Your goal
Determine the count of lines containing "tokio" in the entries below and return only that figure.

Records contained in a dataset:
::::::::
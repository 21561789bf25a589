use clap::Parser;
use deal_scrape::{DealScraper, SaveOutcome};
use std::process::ExitCode;

mod args;
use args::Args;

#[tokio::main]
async fn main() -> ExitCode {
    // Initialize logging
    env_logger::Builder::from_env(env_logger::Env::default().default_filter_or("info")).init();

    // Parse command-line arguments
    let args = Args::parse();

    let config = match args.into_config() {
        Ok(config) => config,
        Err(e) => {
            ::log::error!("Failed to load configuration: {}", e);
            return ExitCode::FAILURE;
        }
    };

    println!("Starting scraper with following configuration:");
    println!("Base URL: {}", config.base_url);
    println!("Max Pages: {}", config.max_pages);
    println!("Threads: {}", config.thread_count);
    println!("Output File: {}", config.output_path);

    let scraper = DealScraper::new(config);
    let start_time = std::time::Instant::now();

    let deals = match scraper.run().await {
        Ok(deals) => deals,
        Err(e) => {
            ::log::error!("Failed to start scraper: {}", e);
            return ExitCode::FAILURE;
        }
    };

    ::log::info!(
        "Scraping finished in {:.2} seconds",
        start_time.elapsed().as_secs_f64()
    );

    match scraper.save(&deals) {
        SaveOutcome::Written(count) => {
            println!(
                "Successfully saved {} deals to {}",
                count,
                scraper.config().output_path
            );
        }
        SaveOutcome::Skipped => println!("No deals found"),
        SaveOutcome::Failed => {
            println!(
                "Scraped {} deals but could not write {}",
                deals.len(),
                scraper.config().output_path
            );
        }
    }

    ExitCode::SUCCESS
}
use crate::config::HttpConfig;
use crate::crawlers::crawler::{FetchError, PageFetcher};
use crate::utils::backoff_delay;
use rand::Rng;
use reqwest::header::{ACCEPT, ACCEPT_LANGUAGE, HeaderMap, HeaderValue};
use reqwest::{Client, StatusCode};
use std::time::Duration;

/// HTTP client shared by all workers of a run.
///
/// Waits a random courtesy delay before each fetch, then retries 500/502/503/504
/// responses and timeouts with capped exponential backoff.
#[derive(Debug, Clone)]
pub struct HttpClient {
    client: Client,
    config: HttpConfig,
}

impl HttpClient {
    /// Build the client with its default headers and timeout
    pub fn new(config: HttpConfig) -> Result<Self, reqwest::Error> {
        let mut headers = HeaderMap::new();
        headers.insert(
            ACCEPT,
            HeaderValue::from_static(
                "text/html,application/xhtml+xml,application/xml;q=0.9,*/*;q=0.8",
            ),
        );
        headers.insert(ACCEPT_LANGUAGE, HeaderValue::from_static("en-US,en;q=0.9"));

        let client = Client::builder()
            .user_agent(&config.user_agent)
            .default_headers(headers)
            .timeout(Duration::from_secs(config.timeout_secs))
            .gzip(true)
            .build()?;

        Ok(Self { client, config })
    }

    /// GET `url` and return its body
    pub async fn get(&self, url: &str) -> Result<String, FetchError> {
        self.courtesy_delay().await;

        let mut retries = 0;
        loop {
            let failure = match self.client.get(url).send().await {
                Ok(response) => {
                    let status = response.status();
                    if status.is_success() {
                        return response
                            .text()
                            .await
                            .map_err(|e| FetchError::new(url, format!("failed to read body: {}", e)));
                    }
                    if !is_retryable(status) {
                        return Err(FetchError::new(url, format!("HTTP {}", status)));
                    }
                    format!("HTTP {}", status)
                }
                Err(e) if e.is_timeout() => format!("timed out: {}", e),
                Err(e) => return Err(FetchError::new(url, e.to_string())),
            };

            if retries >= self.config.max_retries {
                return Err(FetchError::new(
                    url,
                    format!("{} (gave up after {} retries)", failure, retries),
                ));
            }

            retries += 1;
            let delay = backoff_delay(
                retries,
                self.config.backoff_base_ms,
                self.config.backoff_max_ms,
            );
            ::log::warn!(
                "{} for {}, retry {}/{} in {:?}",
                failure,
                url,
                retries,
                self.config.max_retries,
                delay
            );
            tokio::time::sleep(delay).await;
        }
    }

    async fn courtesy_delay(&self) {
        let (low, high) = if self.config.delay_min_ms <= self.config.delay_max_ms {
            (self.config.delay_min_ms, self.config.delay_max_ms)
        } else {
            (self.config.delay_max_ms, self.config.delay_min_ms)
        };
        if high == 0 {
            return;
        }

        let millis = rand::thread_rng().gen_range(low..=high);
        tokio::time::sleep(Duration::from_millis(millis)).await;
    }
}

fn is_retryable(status: StatusCode) -> bool {
    matches!(
        status,
        StatusCode::INTERNAL_SERVER_ERROR
            | StatusCode::BAD_GATEWAY
            | StatusCode::SERVICE_UNAVAILABLE
            | StatusCode::GATEWAY_TIMEOUT
    )
}

impl PageFetcher for HttpClient {
    async fn fetch(&self, url: &str) -> Result<String, FetchError> {
        self.get(url).await
    }
}
use crate::config::{CompiledSelectors, ConfigError, RunConfig};
use crate::crawlers::crawler::{FetchError, PageFetcher};
use crate::dedup::DedupRegistry;
use crate::parsers::{self, PageStats};
use crate::results::{DealRecord, PageRequest, ScrapeResult};
use crate::utils::page_url;
use std::sync::Arc;
use thiserror::Error;
use tokio::sync::{Mutex, mpsc};
use tokio::task::JoinHandle;
use url::Url;

/// Why a page contributed nothing
#[derive(Debug, Error)]
pub enum PageError {
    #[error(transparent)]
    Fetch(#[from] FetchError),

    #[error("page task panicked: {0}")]
    Panicked(String),
}

/// What one page contributed to the run
#[derive(Debug)]
pub struct PageOutcome {
    pub page_number: u32,
    pub result: Result<(ScrapeResult, PageStats), PageError>,
}

/// Everything a worker needs, shared across the pool
struct WorkerContext<F> {
    fetcher: Arc<F>,
    base_url: Url,
    selectors: CompiledSelectors,
    registry: DedupRegistry,
}

/// Fetches pages 1..=max_pages with a pool of `thread_count` workers and
/// returns every accepted record, deduplicated by title.
///
/// Pages complete in arbitrary order. A page that cannot be fetched
/// contributes nothing; only an invalid configuration fails the run.
pub async fn scrape_all<F: PageFetcher>(
    config: &RunConfig,
    fetcher: Arc<F>,
) -> Result<Vec<DealRecord>, ConfigError> {
    config.validate()?;

    let num_workers = config.thread_count.min(config.max_pages as usize);
    if num_workers == 0 {
        ::log::info!("No pages to scrape");
        return Ok(Vec::new());
    }

    ::log::info!(
        "Scraping {} pages of {} with {} workers",
        config.max_pages,
        config.base_url,
        num_workers
    );

    let context = Arc::new(WorkerContext {
        fetcher,
        base_url: config.listing_url()?,
        selectors: config.selectors.compile()?,
        registry: DedupRegistry::new(),
    });

    // Every page is queued up front
    let (page_tx, page_rx) = mpsc::unbounded_channel::<PageRequest>();
    for page_number in 1..=config.max_pages {
        // The receiver is still alive, so this cannot fail
        let _ = page_tx.send(PageRequest::new(page_number, &config.platform));
    }
    drop(page_tx);

    let (result_tx, mut result_rx) = mpsc::unbounded_channel::<PageOutcome>();
    let workers = spawn_workers(
        num_workers,
        Arc::clone(&context),
        Arc::new(Mutex::new(page_rx)),
        result_tx,
    );

    let mut all_deals = Vec::new();
    let mut totals = PageStats::default();
    let mut pages_ok = 0;
    let mut failed_pages = Vec::new();

    // Closes once every worker has dropped its sender
    while let Some(outcome) = result_rx.recv().await {
        match outcome.result {
            Ok((records, stats)) => {
                pages_ok += 1;
                totals.merge(&stats);
                all_deals.extend(records);
            }
            Err(_) => failed_pages.push(outcome.page_number),
        }
    }

    for (worker_id, handle) in workers.into_iter().enumerate() {
        if let Err(e) = handle.await {
            ::log::error!("Worker {} terminated abnormally: {}", worker_id, e);
        }
    }

    ::log::info!(
        "Scraped {} pages ({} failed): {} cards, {} deals, {} duplicates, {} discarded, {} unreadable",
        pages_ok,
        failed_pages.len(),
        totals.cards,
        all_deals.len(),
        totals.duplicates,
        totals.discarded,
        totals.failed
    );
    if !failed_pages.is_empty() {
        failed_pages.sort_unstable();
        ::log::warn!("Pages without results: {:?}", failed_pages);
    }

    Ok(all_deals)
}

/// Spawns the worker pool; each worker drains the shared page queue
fn spawn_workers<F: PageFetcher>(
    num_workers: usize,
    context: Arc<WorkerContext<F>>,
    page_rx: Arc<Mutex<mpsc::UnboundedReceiver<PageRequest>>>,
    result_tx: mpsc::UnboundedSender<PageOutcome>,
) -> Vec<JoinHandle<()>> {
    (0..num_workers)
        .map(|worker_id| {
            let context = Arc::clone(&context);
            let page_rx = Arc::clone(&page_rx);
            let result_tx = result_tx.clone();

            ::log::trace!("Spawning worker {}", worker_id);
            tokio::spawn(async move {
                while let Some(request) = next_page(&page_rx).await {
                    let outcome = run_page(&context, request).await;
                    if result_tx.send(outcome).is_err() {
                        ::log::warn!("Worker {} lost the result channel", worker_id);
                        break;
                    }
                }
                ::log::debug!("Worker {} finished, no more pages", worker_id);
            })
        })
        .collect()
}

/// Runs one page in its own task so a panic costs that page only
async fn run_page<F: PageFetcher>(
    context: &Arc<WorkerContext<F>>,
    request: PageRequest,
) -> PageOutcome {
    let page_number = request.page_number;
    let context = Arc::clone(context);
    let task = tokio::spawn(async move { scrape_page(&context, &request).await });

    match task.await {
        Ok(outcome) => outcome,
        Err(e) => {
            ::log::error!("Error processing page {}: {}", page_number, e);
            PageOutcome {
                page_number,
                result: Err(PageError::Panicked(e.to_string())),
            }
        }
    }
}

async fn next_page(page_rx: &Mutex<mpsc::UnboundedReceiver<PageRequest>>) -> Option<PageRequest> {
    page_rx.lock().await.recv().await
}

/// Fetches and parses one page; a failed fetch is logged and reported, never raised
async fn scrape_page<F: PageFetcher>(
    context: &WorkerContext<F>,
    request: &PageRequest,
) -> PageOutcome {
    let url = page_url(&context.base_url, request);

    let result = match context.fetcher.fetch(url.as_str()).await {
        Ok(markup) => {
            let (records, stats) = parsers::page_records(
                &markup,
                request.page_number,
                &context.selectors,
                &context.registry,
            );
            if stats.cards == 0 {
                ::log::info!("Page {}: no product cards found", request.page_number);
            } else {
                ::log::info!(
                    "Page {}: {} cards, {} new deals",
                    request.page_number,
                    stats.cards,
                    records.len()
                );
            }
            Ok((records, stats))
        }
        Err(e) => {
            ::log::error!("Request failed for page {}: {}", request.page_number, e);
            Err(PageError::Fetch(e))
        }
    };

    PageOutcome {
        page_number: request.page_number,
        result,
    }
}
use serde::{Deserialize, Serialize};

/// Discount label used when a card carries no discount badge
pub const NO_DISCOUNT: &str = "No Discount";

/// One accepted product listing
#[derive(Debug, Clone, PartialEq, Serialize, Deserialize)]
pub struct DealRecord {
    /// Trimmed, non-empty product title
    #[serde(rename = "Title")]
    pub title: String,

    /// Always greater than zero
    #[serde(rename = "Price")]
    pub price: f64,

    /// Discount label as shown on the card, or [`NO_DISCOUNT`]
    #[serde(rename = "Discount")]
    pub discount: String,

    /// Link as found on the card (absolute or relative)
    #[serde(rename = "Link")]
    pub link: String,
}

impl DealRecord {
    /// Create a new deal record
    pub fn new(title: String, price: f64, discount: String, link: String) -> Self {
        Self {
            title,
            price,
            discount,
            link,
        }
    }
}

/// A deal record as persisted, stamped with the run's retrieval time
#[derive(Debug, Clone, PartialEq, Serialize, Deserialize)]
pub struct SavedDeal {
    #[serde(flatten)]
    pub deal: DealRecord,

    /// ISO-8601 UTC timestamp shared by every record of one save
    pub last_updated: String,
}

/// One page to fetch
#[derive(Debug, Clone, PartialEq, Eq)]
pub struct PageRequest {
    /// 1-based page number
    pub page_number: u32,

    /// Value of the `platforms` query parameter
    pub platform: String,
}

impl PageRequest {
    pub fn new(page_number: u32, platform: &str) -> Self {
        Self {
            page_number,
            platform: platform.to_string(),
        }
    }
}

/// Records accepted from a single page, possibly empty
pub type ScrapeResult = Vec<DealRecord>;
::::::::
Reply
7